C'è anche una pista slava nell'omicidio della signora in rosso e coinvolge tre nomadi dell'accampamento di via Don Milani. Un testimone racconta alla polizia di aver incrociato Franca, alle ore 17 del 14 settembre, in una pellicceria del centro con "un ragazzo alto, snello, carnagione olivastra, capelli lunghi, ondulati pettinati all'indietro con degli stivaletti, di età sui 20-25 anni". Un altro di averla vista in compagnia di alcuni giovani – verosimilmente di etnia rom – al caffè Caval 'd Brons di Piazza San Carlo attorno alle ore 22. "Era con alcuni ragazzi – racconta il teste – erano zingari anche se vestiti bene". Il gruppetto con anche la 48enne si sarebbe poi allontanato dal centro cittadino a bordo di una Golf verso le ore 22.30. Le indagini conducono gli inquirenti sulle tracce di tre ragazzi di nazionalità slava, tra i 16 e i 25 anni: Nikola Stoianovic, Radenko Nicolic e Nenand Jovanovic. "Si è vero - ammetterà un anno dopo il più giovane del gruppo – siamo stati con lei fino alle 22.30 ma poi Franca se ne è andata e non sappiamo dove". Dopo una serie di accertamenti investigativi gli inquirenti ritengono che non ci siano i presupposti per proseguire le indagini. Il quadro indiziario è debole e i tre vengono tutti prosciolti dalle accuse. L'assassino di Franca sembra destinato a non avere né un volto né un nome.

Il quinto indagato a 30 anni dal delitto

A trent'anni dal delitto, lo scorso 22 ottobre la Procura di Torino annuncia la riapertura del caso.
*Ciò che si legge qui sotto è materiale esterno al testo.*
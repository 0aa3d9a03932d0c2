//! Content loader - collects records from content directories

use anyhow::Result;
use std::fs;
use std::path::{Path, PathBuf};

use super::{CollectionDefaults, ContentRecord, FrontMatter};
use crate::error::FolioError;

/// Collect every eligible file in `dir` into date-sorted records
///
/// The glob is non-recursive over `*.<extension>` and skips the collection's
/// index file. A missing directory is an empty collection. Files that cannot
/// be read are logged and skipped.
///
/// Records are sorted newest first; equal dates keep glob (path) order.
pub fn collect(dir: &Path, defaults: &CollectionDefaults) -> Result<Vec<ContentRecord>> {
    if !dir.is_dir() {
        tracing::debug!("Collection directory {:?} not found, treating as empty", dir);
        return Ok(Vec::new());
    }

    let pattern = format!(
        "{}/*.{}",
        glob::Pattern::escape(&dir.to_string_lossy()),
        defaults.extension
    );

    let mut records = Vec::new();

    for path in glob::glob(&pattern)?.filter_map(|e| e.ok()) {
        if !path.is_file() || is_index_file(&path, &defaults.index_file) {
            continue;
        }

        match load_record(&path, defaults) {
            Ok(record) => records.push(record),
            Err(e) => {
                tracing::warn!("Failed to load {:?}: {}", path, e);
            }
        }
    }

    // Stable sort: ties keep encounter order
    records.sort_by(|a, b| b.date.cmp(&a.date));

    tracing::debug!("Collected {} records from {:?}", records.len(), dir);
    Ok(records)
}

/// Load a single record from a file
pub fn load_record(path: &Path, defaults: &CollectionDefaults) -> Result<ContentRecord> {
    let content = fs::read_to_string(path).map_err(|e| FolioError::io(path, e))?;
    let (fm, body) = FrontMatter::parse(&content);
    Ok(ContentRecord::from_parts(path, fm, body, defaults))
}

/// A required standalone content file: (front_matter, body)
///
/// Missing files are fatal; the page cannot be built without them.
pub fn load_required(path: &Path) -> Result<(FrontMatter, String)> {
    if !path.is_file() {
        return Err(FolioError::MissingContent {
            path: path.to_path_buf(),
        }
        .into());
    }

    let content = fs::read_to_string(path).map_err(|e| FolioError::io(path, e))?;
    let (fm, body) = FrontMatter::parse(&content);
    Ok((fm, body.to_string()))
}

/// Paths a collection would collect, without parsing them
pub fn list_sources(dir: &Path, extension: &str, index_file: &str) -> Vec<PathBuf> {
    let pattern = format!(
        "{}/*.{}",
        glob::Pattern::escape(&dir.to_string_lossy()),
        extension
    );

    match glob::glob(&pattern) {
        Ok(paths) => paths
            .filter_map(|e| e.ok())
            .filter(|p| p.is_file() && !is_index_file(p, index_file))
            .collect(),
        Err(e) => {
            tracing::warn!("Invalid glob pattern {:?}: {}", pattern, e);
            Vec::new()
        }
    }
}

fn is_index_file(path: &Path, index_file: &str) -> bool {
    path.file_name().and_then(|n| n.to_str()) == Some(index_file)
}
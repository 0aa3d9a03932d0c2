//! CLI entry point for folio

use anyhow::{Context, Result};
use clap::{Parser, Subcommand};
use std::path::PathBuf;
use tracing_subscriber::{layer::SubscriberExt, util::SubscriberInitExt};

use folio::{commands, server, Folio};

#[derive(Parser)]
#[command(name = "folio")]
#[command(version)]
#[command(about = "A small static site generator for a personal site", long_about = None)]
struct Cli {
    /// Set the base directory (defaults to current directory)
    #[arg(short, long, global = true)]
    cwd: Option<PathBuf>,

    /// Enable debug output
    #[arg(short, long, global = true)]
    debug: bool,

    #[command(subcommand)]
    command: Commands,
}

#[derive(Subcommand)]
enum Commands {
    /// Build the site into the output directory
    #[command(alias = "b")]
    Build {
        /// Rebuild on file changes
        #[arg(short, long)]
        watch: bool,
    },

    /// Build, then serve the output directory
    #[command(alias = "s")]
    Serve {
        /// Port to listen on
        #[arg(short, long, default_value = "4000")]
        port: u16,

        /// IP address to bind to
        #[arg(short, long, default_value = "localhost")]
        ip: String,

        /// Open browser automatically
        #[arg(short, long)]
        open: bool,

        /// Enable static mode (no file watching)
        #[arg(long)]
        r#static: bool,
    },

    /// Delete the output directory
    Clean,

    /// List site content
    List {
        /// What to list (blog, pages, all, or a collection name)
        #[arg(default_value = "blog")]
        r#type: String,
    },

    /// Create a new content file
    New {
        /// Title of the new entry
        title: String,

        /// Collection to create it in
        #[arg(short, long, default_value = "blog")]
        collection: String,
    },

    /// Generate missing OG images for blog posts
    Og,

    /// Display version information
    Version,
}

#[tokio::main]
async fn main() -> Result<()> {
    let cli = Cli::parse();

    let filter = if cli.debug { "folio=debug,info" } else { "folio=info" };

    tracing_subscriber::registry()
        .with(
            tracing_subscriber::EnvFilter::try_from_default_env().unwrap_or_else(|_| filter.into()),
        )
        .with(tracing_subscriber::fmt::layer())
        .init();

    let base_dir = match cli.cwd {
        Some(dir) => dir,
        None => std::env::current_dir().context("Cannot determine current directory")?,
    };

    match cli.command {
        Commands::Build { watch } => {
            let folio = Folio::new(&base_dir)?;
            tracing::info!("Building site...");
            let report = folio.build()?;
            println!(
                "Built {} pages ({} posts) into {}",
                report.pages,
                report.posts,
                folio.output_dir.display()
            );

            if watch {
                tokio::task::spawn_blocking(move || commands::build::watch(&folio)).await??;
            }
        }

        Commands::Serve {
            port,
            ip,
            open,
            r#static,
        } => {
            let folio = Folio::new(&base_dir)?;
            tracing::info!("Building site...");
            folio.build()?;

            tracing::info!("Starting server at http://{}:{}", ip, port);
            server::start(&folio, &ip, port, !r#static, open).await?;
        }

        Commands::Clean => {
            let folio = Folio::new(&base_dir)?;
            folio.clean()?;
            println!("Cleaned successfully!");
        }

        Commands::List { r#type } => {
            let folio = Folio::new(&base_dir)?;
            commands::list::run(&folio, &r#type)?;
        }

        Commands::New { title, collection } => {
            let folio = Folio::new(&base_dir)?;
            let path = commands::new::run(&folio, &title, &collection)?;
            println!("Created: {}", path.display());
        }

        Commands::Og => {
            let folio = Folio::new(&base_dir)?;
            commands::og::run(&folio);
        }

        Commands::Version => {
            println!("folio version {}", env!("CARGO_PKG_VERSION"));
        }
    }

    Ok(())
}
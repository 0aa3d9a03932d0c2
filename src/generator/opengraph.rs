//! Open Graph metadata resolution

use crate::config::SiteConfig;
use crate::content::FrontMatter;
use crate::helpers::absolute_url;
use crate::templates::TemplateContext;

/// Page-level fallbacks, used when front-matter has no override
#[derive(Debug, Clone, Default)]
pub struct OgDefaults<'a> {
    pub title: Option<&'a str>,
    pub description: Option<&'a str>,
    pub image: Option<&'a str>,
    pub og_type: Option<&'a str>,
}

/// Resolved `og:*` values for one page
#[derive(Debug, Clone, PartialEq)]
pub struct OpenGraph {
    pub title: String,
    pub description: String,
    /// Always absolute
    pub image: String,
    pub og_type: String,
}

impl OpenGraph {
    /// Resolve each field: `og:<field>`, `og_<field>`, page default, site default
    pub fn resolve(meta: &FrontMatter, defaults: &OgDefaults, config: &SiteConfig) -> Self {
        let pick = |field: &str, fallback: Option<&str>, site: &str| -> String {
            let keys = [format!("og:{}", field), format!("og_{}", field)];
            meta.first_of(&[keys[0].as_str(), keys[1].as_str()])
                .or_else(|| fallback.filter(|s| !s.is_empty()))
                .unwrap_or(site)
                .to_string()
        };

        let image = pick("image", defaults.image, &config.og_image);

        Self {
            title: pick("title", defaults.title, &config.title),
            description: pick("description", defaults.description, &config.description),
            image: absolute_url(config, &image),
            og_type: pick("type", defaults.og_type, "website"),
        }
    }

    /// Write the `og_*` keys into a template context
    pub fn apply(&self, context: &mut TemplateContext) {
        context
            .insert("og_title", &self.title)
            .insert("og_description", &self.description)
            .insert("og_image", &self.image)
            .insert("og_type", &self.og_type);
    }
}

#[cfg(test)]
mod tests {
    use super::*;

    fn meta(front: &str) -> FrontMatter {
        let content = format!("---\n{}\n---\n", front);
        FrontMatter::parse(&content).0
    }

    #[test]
    fn test_frontmatter_colon_key_wins() {
        let config = SiteConfig::default();
        let og = OpenGraph::resolve(
            &meta("og:title: Colon\nog_title: Underscore"),
            &OgDefaults {
                title: Some("Page"),
                ..Default::default()
            },
            &config,
        );
        assert_eq!(og.title, "Colon");
    }

    #[test]
    fn test_underscore_key_then_page_default() {
        let config = SiteConfig::default();
        let defaults = OgDefaults {
            title: Some("Page"),
            description: Some("About the page"),
            ..Default::default()
        };

        let og = OpenGraph::resolve(&meta("og_title: Underscore"), &defaults, &config);
        assert_eq!(og.title, "Underscore");
        assert_eq!(og.description, "About the page");

        let og = OpenGraph::resolve(&FrontMatter::default(), &defaults, &config);
        assert_eq!(og.title, "Page");
    }

    #[test]
    fn test_site_defaults_and_absolute_image() {
        let config = SiteConfig::default();
        let og = OpenGraph::resolve(&FrontMatter::default(), &OgDefaults::default(), &config);
        assert_eq!(og.title, "Folio");
        assert_eq!(og.og_type, "website");
        assert_eq!(og.image, "https://example.com/assets/og-image.png");

        let og = OpenGraph::resolve(
            &meta("og:image: https://cdn.example.org/x.png"),
            &OgDefaults::default(),
            &config,
        );
        assert_eq!(og.image, "https://cdn.example.org/x.png");
    }

    #[test]
    fn test_empty_page_default_falls_through() {
        let config = SiteConfig::default();
        let og = OpenGraph::resolve(
            &FrontMatter::default(),
            &OgDefaults {
                description: Some(""),
                ..Default::default()
            },
            &config,
        );
        assert_eq!(og.description, config.description);
    }

    #[test]
    fn test_apply_escapes() {
        let config = SiteConfig::default();
        let og = OpenGraph::resolve(&meta("og:title: A & B"), &OgDefaults::default(), &config);
        let mut context = TemplateContext::new();
        og.apply(&mut context);
        assert_eq!(context.get("og_title"), Some("A &amp; B"));
        assert_eq!(context.get("og_type"), Some("website"));
    }
}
Ma c'è di più, una svolta a dir poco clamorosa: c'è il nome di un'altra persona nel registro degli indagati oltre ai tre rom e al marito della vittima. Si tratta di Stanko Stoianovic, un 55enne slavo, che secondo gli inquirenti potrebbe essere coinvolto nella vicenda. Intervistato da Massimiliano Peggio, cronista de La Stampa, l'uomo rimbalza ogni accusa nei suoi confronti. "Ho visto Franca una volta in centro a Torino e un'altra a un matrimonio. - dice - Ho rubato, sì. Ho fatto tanti furti in vita mia ed ho pagato il conto con la giustizia. Da anni non rubo più. Ora sai cosa faccio? Bidoni, sono un truffatore. Ma non ammazzo, non sono un assassino e non uccido le donne".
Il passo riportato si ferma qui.